Work to complete:
Among the lines below, copy exactly those from the one with "duration, including the" through the one with "evicted per call.", counting both ends.

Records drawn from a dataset
----
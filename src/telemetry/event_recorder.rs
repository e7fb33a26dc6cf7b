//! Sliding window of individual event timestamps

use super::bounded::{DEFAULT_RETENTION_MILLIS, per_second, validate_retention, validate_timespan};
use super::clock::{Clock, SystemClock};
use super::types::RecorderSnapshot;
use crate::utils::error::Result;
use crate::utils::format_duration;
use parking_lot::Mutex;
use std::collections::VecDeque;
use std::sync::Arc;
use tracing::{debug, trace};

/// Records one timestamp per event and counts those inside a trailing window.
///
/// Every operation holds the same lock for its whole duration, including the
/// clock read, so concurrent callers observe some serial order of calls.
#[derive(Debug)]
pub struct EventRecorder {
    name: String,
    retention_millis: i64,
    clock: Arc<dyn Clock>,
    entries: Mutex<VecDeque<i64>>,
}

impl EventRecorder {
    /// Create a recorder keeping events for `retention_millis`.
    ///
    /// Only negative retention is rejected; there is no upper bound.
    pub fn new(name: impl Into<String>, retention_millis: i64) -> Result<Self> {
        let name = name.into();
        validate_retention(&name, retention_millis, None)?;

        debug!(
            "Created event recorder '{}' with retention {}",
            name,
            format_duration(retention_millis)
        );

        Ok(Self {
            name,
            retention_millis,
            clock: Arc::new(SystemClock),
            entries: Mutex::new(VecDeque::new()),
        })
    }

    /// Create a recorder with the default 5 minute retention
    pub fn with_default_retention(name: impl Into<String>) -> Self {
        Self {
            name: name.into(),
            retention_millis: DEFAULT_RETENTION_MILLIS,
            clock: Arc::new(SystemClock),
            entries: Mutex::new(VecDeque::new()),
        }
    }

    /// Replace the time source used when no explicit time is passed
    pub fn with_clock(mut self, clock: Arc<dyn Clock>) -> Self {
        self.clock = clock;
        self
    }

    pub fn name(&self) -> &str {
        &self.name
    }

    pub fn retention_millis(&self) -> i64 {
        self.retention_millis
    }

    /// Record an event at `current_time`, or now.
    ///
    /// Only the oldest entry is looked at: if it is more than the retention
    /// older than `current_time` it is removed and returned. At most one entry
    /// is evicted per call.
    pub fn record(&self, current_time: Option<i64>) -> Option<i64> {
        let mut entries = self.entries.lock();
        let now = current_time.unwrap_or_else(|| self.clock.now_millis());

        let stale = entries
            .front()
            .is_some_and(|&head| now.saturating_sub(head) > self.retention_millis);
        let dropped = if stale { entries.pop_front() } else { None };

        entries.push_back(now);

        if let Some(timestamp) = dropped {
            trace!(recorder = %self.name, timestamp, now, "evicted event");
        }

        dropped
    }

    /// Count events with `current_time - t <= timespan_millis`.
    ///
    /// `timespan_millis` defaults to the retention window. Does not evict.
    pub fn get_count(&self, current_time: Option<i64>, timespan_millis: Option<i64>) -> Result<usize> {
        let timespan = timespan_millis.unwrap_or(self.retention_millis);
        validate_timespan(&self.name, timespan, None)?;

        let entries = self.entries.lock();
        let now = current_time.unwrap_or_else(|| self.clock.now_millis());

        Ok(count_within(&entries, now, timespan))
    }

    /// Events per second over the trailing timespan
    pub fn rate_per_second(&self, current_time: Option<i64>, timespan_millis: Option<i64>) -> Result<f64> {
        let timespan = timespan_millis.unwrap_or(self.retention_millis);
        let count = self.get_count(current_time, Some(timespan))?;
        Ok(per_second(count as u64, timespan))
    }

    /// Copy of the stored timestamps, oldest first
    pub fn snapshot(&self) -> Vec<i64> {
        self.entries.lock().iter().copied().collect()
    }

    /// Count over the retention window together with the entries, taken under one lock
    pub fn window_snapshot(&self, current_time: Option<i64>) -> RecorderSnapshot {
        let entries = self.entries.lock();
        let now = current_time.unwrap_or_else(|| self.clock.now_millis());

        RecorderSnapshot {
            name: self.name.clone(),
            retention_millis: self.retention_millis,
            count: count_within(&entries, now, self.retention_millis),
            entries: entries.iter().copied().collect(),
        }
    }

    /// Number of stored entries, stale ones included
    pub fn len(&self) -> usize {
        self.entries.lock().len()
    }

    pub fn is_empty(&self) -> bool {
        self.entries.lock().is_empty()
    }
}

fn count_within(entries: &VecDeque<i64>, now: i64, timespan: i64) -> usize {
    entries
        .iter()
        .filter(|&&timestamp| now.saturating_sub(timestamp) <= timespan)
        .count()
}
----
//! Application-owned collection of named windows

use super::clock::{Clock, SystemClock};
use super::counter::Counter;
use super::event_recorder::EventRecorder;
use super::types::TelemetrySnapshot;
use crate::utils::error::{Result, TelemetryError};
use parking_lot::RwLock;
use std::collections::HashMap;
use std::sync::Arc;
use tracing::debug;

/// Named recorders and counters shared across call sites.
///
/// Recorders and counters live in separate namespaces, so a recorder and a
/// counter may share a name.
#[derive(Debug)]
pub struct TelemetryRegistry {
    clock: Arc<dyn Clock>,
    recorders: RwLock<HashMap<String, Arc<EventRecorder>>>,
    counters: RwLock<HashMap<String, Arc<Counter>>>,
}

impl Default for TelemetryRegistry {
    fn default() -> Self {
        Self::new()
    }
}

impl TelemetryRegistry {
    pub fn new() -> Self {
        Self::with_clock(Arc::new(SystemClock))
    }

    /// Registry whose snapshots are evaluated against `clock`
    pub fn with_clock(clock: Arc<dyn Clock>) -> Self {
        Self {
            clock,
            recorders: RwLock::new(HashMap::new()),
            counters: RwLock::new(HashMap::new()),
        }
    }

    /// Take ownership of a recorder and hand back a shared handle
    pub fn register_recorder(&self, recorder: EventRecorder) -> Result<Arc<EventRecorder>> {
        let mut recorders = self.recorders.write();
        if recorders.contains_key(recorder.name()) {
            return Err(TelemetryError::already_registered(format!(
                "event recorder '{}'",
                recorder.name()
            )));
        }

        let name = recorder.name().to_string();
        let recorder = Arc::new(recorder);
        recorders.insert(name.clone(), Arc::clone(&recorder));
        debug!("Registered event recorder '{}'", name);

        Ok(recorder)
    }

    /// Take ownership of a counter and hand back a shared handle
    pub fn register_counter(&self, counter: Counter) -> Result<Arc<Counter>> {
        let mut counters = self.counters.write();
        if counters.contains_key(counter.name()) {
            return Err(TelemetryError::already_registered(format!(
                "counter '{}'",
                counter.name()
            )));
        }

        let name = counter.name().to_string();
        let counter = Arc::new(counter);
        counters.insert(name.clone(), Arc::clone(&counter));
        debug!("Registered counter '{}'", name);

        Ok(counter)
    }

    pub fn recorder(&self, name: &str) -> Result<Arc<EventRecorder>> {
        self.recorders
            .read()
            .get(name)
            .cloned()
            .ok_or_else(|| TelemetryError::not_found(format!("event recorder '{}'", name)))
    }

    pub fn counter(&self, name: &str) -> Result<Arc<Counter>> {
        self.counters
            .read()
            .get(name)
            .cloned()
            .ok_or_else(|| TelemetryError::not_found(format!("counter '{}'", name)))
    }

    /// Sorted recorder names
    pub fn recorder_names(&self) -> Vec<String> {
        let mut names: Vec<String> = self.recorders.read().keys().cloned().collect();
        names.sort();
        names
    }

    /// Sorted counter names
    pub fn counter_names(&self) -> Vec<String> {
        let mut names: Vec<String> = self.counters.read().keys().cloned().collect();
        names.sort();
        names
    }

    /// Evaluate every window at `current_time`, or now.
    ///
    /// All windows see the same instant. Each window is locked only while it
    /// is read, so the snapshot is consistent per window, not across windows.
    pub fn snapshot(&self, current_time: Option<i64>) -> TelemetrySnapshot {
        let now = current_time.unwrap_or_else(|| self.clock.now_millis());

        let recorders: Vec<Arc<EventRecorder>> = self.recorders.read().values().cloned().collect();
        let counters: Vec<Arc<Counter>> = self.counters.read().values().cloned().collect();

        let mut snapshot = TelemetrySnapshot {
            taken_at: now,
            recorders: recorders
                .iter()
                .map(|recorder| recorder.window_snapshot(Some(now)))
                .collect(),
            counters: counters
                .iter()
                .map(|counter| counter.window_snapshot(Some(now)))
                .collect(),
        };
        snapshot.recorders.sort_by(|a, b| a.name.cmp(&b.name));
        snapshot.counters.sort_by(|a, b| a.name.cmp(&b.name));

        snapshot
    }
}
----
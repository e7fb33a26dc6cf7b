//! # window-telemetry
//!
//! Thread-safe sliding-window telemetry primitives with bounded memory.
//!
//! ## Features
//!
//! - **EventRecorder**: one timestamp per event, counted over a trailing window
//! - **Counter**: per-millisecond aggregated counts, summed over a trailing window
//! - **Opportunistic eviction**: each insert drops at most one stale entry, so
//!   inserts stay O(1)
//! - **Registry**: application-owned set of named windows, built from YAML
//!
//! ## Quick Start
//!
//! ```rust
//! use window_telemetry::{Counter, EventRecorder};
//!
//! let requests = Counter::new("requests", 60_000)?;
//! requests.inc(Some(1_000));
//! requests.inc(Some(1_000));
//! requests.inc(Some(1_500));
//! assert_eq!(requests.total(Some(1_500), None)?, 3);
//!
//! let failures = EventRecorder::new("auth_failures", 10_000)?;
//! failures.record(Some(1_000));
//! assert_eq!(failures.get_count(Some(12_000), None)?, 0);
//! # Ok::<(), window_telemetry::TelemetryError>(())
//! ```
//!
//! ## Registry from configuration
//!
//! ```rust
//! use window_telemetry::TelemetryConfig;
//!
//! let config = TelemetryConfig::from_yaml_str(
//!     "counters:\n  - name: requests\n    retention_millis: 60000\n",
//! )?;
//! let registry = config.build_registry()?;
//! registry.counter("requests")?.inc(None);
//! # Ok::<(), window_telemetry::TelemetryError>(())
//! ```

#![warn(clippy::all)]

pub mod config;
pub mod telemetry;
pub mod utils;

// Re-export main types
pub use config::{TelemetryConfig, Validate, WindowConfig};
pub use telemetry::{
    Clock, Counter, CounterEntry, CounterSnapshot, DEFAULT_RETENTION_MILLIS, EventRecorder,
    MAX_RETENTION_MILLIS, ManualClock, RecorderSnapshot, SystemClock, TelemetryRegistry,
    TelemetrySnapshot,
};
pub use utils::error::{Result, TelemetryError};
----
Written response:
/// Every operation holds the same lock for its whole duration, including the
/// clock read, so concurrent callers observe some serial order of calls.
#[derive(Debug)]
pub struct EventRecorder {
    name: String,
    retention_millis: i64,
    clock: Arc<dyn Clock>,
    entries: Mutex<VecDeque<i64>>,
}

impl EventRecorder {
    /// Create a recorder keeping events for `retention_millis`.
    ///
    /// Only negative retention is rejected; there is no upper bound.
    pub fn new(name: impl Into<String>, retention_millis: i64) -> Result<Self> {
        let name = name.into();
        validate_retention(&name, retention_millis, None)?;

        debug!(
            "Created event recorder '{}' with retention {}",
            name,
            format_duration(retention_millis)
        );

        Ok(Self {
            name,
            retention_millis,
            clock: Arc::new(SystemClock),
            entries: Mutex::new(VecDeque::new()),
        })
    }

    /// Create a recorder with the default 5 minute retention
    pub fn with_default_retention(name: impl Into<String>) -> Self {
        Self {
            name: name.into(),
            retention_millis: DEFAULT_RETENTION_MILLIS,
            clock: Arc::new(SystemClock),
            entries: Mutex::new(VecDeque::new()),
        }
    }

    /// Replace the time source used when no explicit time is passed
    pub fn with_clock(mut self, clock: Arc<dyn Clock>) -> Self {
        self.clock = clock;
        self
    }

    pub fn name(&self) -> &str {
        &self.name
    }

    pub fn retention_millis(&self) -> i64 {
        self.retention_millis
    }

    /// Record an event at `current_time`, or now.
    ///
    /// Only the oldest entry is looked at: if it is more than the retention
    /// older than `current_time` it is removed and returned. At most one entry
    /// is evicted per call.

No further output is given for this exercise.